— Exercise objective —
Please count how many lines below contain the word "defaults" and reply with only that number.

— Records for the exercise —

--*--

use super::error_code::{self, PostureErrorCode};
use super::{CatalogError, ConfigError, IntakeError, ModelError, SessionError, StoreError};

/// Top-level error type for the Posture engine.
#[derive(Debug, thiserror::Error)]
pub enum PostureError {
    #[error("store error: {0}")]
    StoreError(#[from] StoreError),

    #[error("config error: {0}")]
    ConfigError(#[from] ConfigError),

    #[error("intake error: {0}")]
    IntakeError(#[from] IntakeError),

    #[error("session error: {0}")]
    SessionError(#[from] SessionError),

    #[error("catalog error: {0}")]
    CatalogError(#[from] CatalogError),

    #[error("model error: {0}")]
    ModelError(#[from] ModelError),

    #[error("serialization error: {0}")]
    SerializationError(#[from] serde_json::Error),
}

impl PostureErrorCode for PostureError {
    fn error_code(&self) -> &'static str {
        match self {
            Self::StoreError(e) => e.error_code(),
            Self::ConfigError(e) => e.error_code(),
            Self::IntakeError(e) => e.error_code(),
            Self::SessionError(e) => e.error_code(),
            Self::CatalogError(e) => e.error_code(),
            Self::ModelError(e) => e.error_code(),
            Self::SerializationError(_) => error_code::SERIALIZATION_ERROR,
        }
    }
}

/// Convenience alias used throughout the workspace.
pub type PostureResult<T> = Result<T, PostureError>;
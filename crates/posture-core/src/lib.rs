//! # posture-core
//!
//! Foundation crate for the Posture self-assessment engine.
//! Defines the 5x5 grid vocabulary (asset categories and defence functions),
//! asset and score types, traits, errors, config, and constants.
//! Every other crate in the workspace depends on this.

pub mod config;
pub mod constants;
pub mod errors;
pub mod models;
pub mod traits;

// Re-export the most commonly used types at the crate root.
pub use config::PostureConfig;
pub use errors::{PostureError, PostureResult};
pub use models::{
    Asset, CellAddress, CellAssessment, CellStatus, Category, Function, Recommendation, ScoreKey,
    Tier,
};
pub use traits::{IAssetStore, IVendorCatalog};
use serde::{Deserialize, Serialize};

use super::defaults;

/// Observability subsystem configuration.
#[derive(Debug, Clone, Serialize, Deserialize)]
#[serde(default)]
pub struct ObservabilityConfig {
    /// Log level: "trace", "debug", "info", "warn", "error".
    pub log_level: String,
    /// Emit structured JSON log lines instead of human-readable ones.
    pub json: bool,
}

impl Default for ObservabilityConfig {
    fn default() -> Self {
        Self {
            log_level: defaults::DEFAULT_LOG_LEVEL.to_string(),
            json: defaults::DEFAULT_JSON_LOGS,
        }
    }
}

--*--

— Solution to the problem —
3